At the end of 2008, Sheldon Solow donated $4 million to the New York University Institute of Fine Arts. A year earlier, Stephen Ross donated $5 million to the University of Michigan. That donation of Ross’ is the latest in a string of donations to his alma mater, which began with a huge 2004 pledge of $100 million.

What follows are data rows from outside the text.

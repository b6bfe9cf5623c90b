//
// Copyright (c) The FRR-MAD Contributors
//
// SPDX-License-Identifier: MIT
//

#![warn(rust_2018_idioms)]

pub mod config;
pub mod ip;
pub mod ospf;
pub mod rib;
pub mod snapshot;
pub mod task;

pub type Receiver<T> = tokio::sync::mpsc::Receiver<T>;
//
// Copyright (c) The FRR-MAD Contributors
//
// SPDX-License-Identifier: MIT
//

//! Consistency checks between the LSDB, the RIB and the FIB.
//!
//! Routes are reported as stub-network advertisements keyed by their prefix.

use std::collections::BTreeMap;

use frrmad_utils::rib::{Rib, RibRoute};

use crate::advertisement::{Advertisement, LinkKind};
use crate::anomaly::AnomalyDetection;
use crate::lsdb::IntraAreaLsa;

// ===== global functions =====

// Reports selected OSPF routes of which no nexthop made it into the FIB.
pub fn rib_to_fib(rib: &Rib) -> AnomalyDetection {
    let missing = rib
        .protocol_routes("ospf")
        .filter(|route| route.selected && !route.is_in_fib())
        .map(route_advertisement)
        .collect();
    AnomalyDetection::new(missing, vec![], vec![])
}

// Reports stub networks of the self-originated router-LSAs for which the RIB
// holds no route at all.
pub fn lsdb_to_rib(is_state: &IntraAreaLsa, rib: &Rib) -> AnomalyDetection {
    let missing = is_state
        .links()
        .filter(|adv| adv.link_type == LinkKind::Stub)
        .map(|adv| {
            let addr = adv.interface_address.trim();
            let prefix = format!("{}/{}", addr, adv.prefix_length);
            (prefix, adv)
        })
        .filter(|(prefix, _)| !rib.contains_prefix(prefix))
        .collect::<BTreeMap<_, _>>()
        .into_values()
        .cloned()
        .collect();
    AnomalyDetection::new(missing, vec![], vec![])
}

// ===== helper functions =====

fn route_advertisement(route: &RibRoute) -> Advertisement {
    let address = match route.prefix.split_once('/') {
        Some((address, _)) => address,
        None => &route.prefix,
    };
    Advertisement::new(
        address.to_owned(),
        address.to_owned(),
        route.prefix_len.to_string(),
        LinkKind::Stub,
    )
}

// ===== unit tests =====
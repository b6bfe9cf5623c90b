//
// Copyright (c) The FRR-MAD Contributors
//
// SPDX-License-Identifier: MIT
//

mod collector;
mod frrsocket;
mod parser;

use std::collections::BTreeMap;
use std::path::{Path, PathBuf};

use tokio::io::{AsyncReadExt, AsyncWriteExt};
use tokio::net::{UnixListener, UnixStream};
use tokio::task::JoinHandle;

//
// Helper functions.
//

fn fixture_path(router: &str, file: &str) -> PathBuf {
    PathBuf::from(env!("CARGO_MANIFEST_DIR"))
        .join("tests/fixtures")
        .join(router)
        .join(file)
}

fn load_fixture(router: &str, file: &str) -> String {
    let path = fixture_path(router, file);
    std::fs::read_to_string(&path)
        .unwrap_or_else(|error| panic!("{}: {}", path.display(), error))
}

// Creates an empty per-test directory for vty sockets.
fn socket_dir(test: &str) -> PathBuf {
    let dir = std::env::temp_dir()
        .join(format!("frrmad-{}-{}", test, std::process::id()));
    let _ = std::fs::remove_dir_all(&dir);
    std::fs::create_dir_all(&dir).unwrap();
    dir
}

// Reads a NUL-terminated message.
async fn read_message(stream: &mut UnixStream) -> String {
    let mut message = vec![];
    let mut buf = [0; 1024];
    loop {
        let n = stream.read(&mut buf).await.unwrap();
        if n == 0 {
            break;
        }
        message.extend_from_slice(&buf[..n]);
        if buf[n - 1] == 0 {
            break;
        }
    }
    String::from_utf8_lossy(&message)
        .trim_end_matches('\0')
        .to_owned()
}

// Spawns a fake FRR daemon answering the given commands on a vty socket.
// Unknown commands are answered the way FRR does.
fn spawn_vty(
    path: &Path,
    responses: BTreeMap<&'static str, String>,
) -> JoinHandle<()> {
    let listener = UnixListener::bind(path).unwrap();
    tokio::spawn(async move {
        while let Ok((mut stream, _)) = listener.accept().await {
            let responses = responses.clone();
            tokio::spawn(async move {
                let enable = read_message(&mut stream).await;
                assert_eq!(enable, "enable");
                stream.write_all(&[0; 4]).await.unwrap();

                let cmd = read_message(&mut stream).await;
                let response = responses
                    .get(cmd.as_str())
                    .cloned()
                    .unwrap_or_else(|| "% Unknown command.".to_owned());
                // Body and terminator are sent separately. The client may
                // hang up early.
                let _ = stream.write_all(response.as_bytes()).await;
                let _ = stream.write_all(&[0; 4]).await;
            });
        }
    })
}
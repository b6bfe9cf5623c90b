//
// Copyright (c) The FRR-MAD Contributors
//
// SPDX-License-Identifier: MIT
//

use std::path::Path;

use frrmad_utils::snapshot::FrrSnapshot;
use tracing::{debug, debug_span};

// Aggregator debug messages.
#[derive(Debug)]
pub enum Debug<'a> {
    VtyCommand(&'a Path, &'a str),
    VtyResponse(&'a Path, usize),
    ConfigParsed(&'a str, usize),
    SnapshotCollected(&'a FrrSnapshot),
}

// ===== impl Debug =====

impl Debug<'_> {
    pub(crate) fn log(&self) {
        match self {
            Debug::VtyCommand(path, cmd) => {
                debug_span!("vty", path = %path.display()).in_scope(|| {
                    debug!(%cmd, "{}", self);
                })
            }
            Debug::VtyResponse(path, len) => {
                debug_span!("vty", path = %path.display()).in_scope(|| {
                    debug!(%len, "{}", self);
                })
            }
            Debug::ConfigParsed(hostname, interfaces) => {
                debug!(%hostname, %interfaces, "{}", self);
            }
            Debug::SnapshotCollected(snapshot) => {
                debug!(
                    hostname = %snapshot.hostname(),
                    static_config = snapshot.static_config.is_some(),
                    router = snapshot.ospf_router.is_some(),
                    external = snapshot.ospf_external.is_some(),
                    nssa_external = snapshot.ospf_nssa_external.is_some(),
                    neighbors = snapshot.ospf_neighbors.is_some(),
                    rib = snapshot.rib.is_some(),
                    "{}", self
                );
            }
        }
    }
}

impl std::fmt::Display for Debug<'_> {
    fn fmt(&self, f: &mut std::fmt::Formatter<'_>) -> std::fmt::Result {
        match self {
            Debug::VtyCommand(..) => {
                write!(f, "sending command")
            }
            Debug::VtyResponse(..) => {
                write!(f, "received response")
            }
            Debug::ConfigParsed(..) => {
                write!(f, "static configuration parsed")
            }
            Debug::SnapshotCollected(..) => {
                write!(f, "snapshot collected")
            }
        }
    }
}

That gift placed him No. 13 on the Chronicle’s 2004 list of the 50 biggest donors. The only other Forbes listee to make the Chronicle’s top 50 donors was Zuckerman, who in 2006 tied for No. 18, with a similarly large $100 million pledge to Memorial Sloan-Kettering Hospital.

Others, like Jerry Speyer, spread their money and time across the cultural landscape of New York. Speyer has a major presence on some of the most significant boards in the city, including as chairman of MoMA and as vice chairman at New York-Presbyterian Hospital. Stern donated tens of millions to New York University in the late 1980s and early 1990s, and the business school is named after him.

According to Maria DiMento, the assistant editor at the Chronicle of Philanthropy, the real estate titans of New York can be big donors, but unlike, say, Michael Bloomberg, a staple on the Chronicle’s annual list of top donors, some of them might be giving anonymously.

“Some [real estate billionaires] give a great deal, some do not. The thing to keep in mind is that no donor has to reveal how much they are giving, and to where. They may be giving away a great deal, but they may be doing it quietly,” she said.